* **What this task involves**
Show me every line in the listing that has the word "write".

* **The data**
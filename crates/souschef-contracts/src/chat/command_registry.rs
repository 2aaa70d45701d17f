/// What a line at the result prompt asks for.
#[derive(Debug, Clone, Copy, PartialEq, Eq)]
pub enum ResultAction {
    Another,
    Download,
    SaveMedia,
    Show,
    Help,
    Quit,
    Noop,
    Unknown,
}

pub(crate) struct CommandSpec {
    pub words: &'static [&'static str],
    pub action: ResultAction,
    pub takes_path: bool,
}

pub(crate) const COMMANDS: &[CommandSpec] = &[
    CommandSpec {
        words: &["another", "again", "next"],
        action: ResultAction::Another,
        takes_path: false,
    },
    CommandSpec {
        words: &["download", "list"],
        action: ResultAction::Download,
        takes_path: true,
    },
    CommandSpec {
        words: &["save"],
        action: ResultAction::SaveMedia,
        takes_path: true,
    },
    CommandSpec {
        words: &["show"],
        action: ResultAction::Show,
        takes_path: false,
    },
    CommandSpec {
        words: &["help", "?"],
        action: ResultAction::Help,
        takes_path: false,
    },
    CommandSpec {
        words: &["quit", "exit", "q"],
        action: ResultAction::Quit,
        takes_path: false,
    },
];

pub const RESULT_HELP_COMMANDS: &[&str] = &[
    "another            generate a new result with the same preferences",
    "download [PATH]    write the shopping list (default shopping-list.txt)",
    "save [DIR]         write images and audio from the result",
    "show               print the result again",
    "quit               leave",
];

* **Response to the exercise**
    "download [PATH]    write the shopping list (default shopping-list.txt)",
    "save [DIR]         write images and audio from the result",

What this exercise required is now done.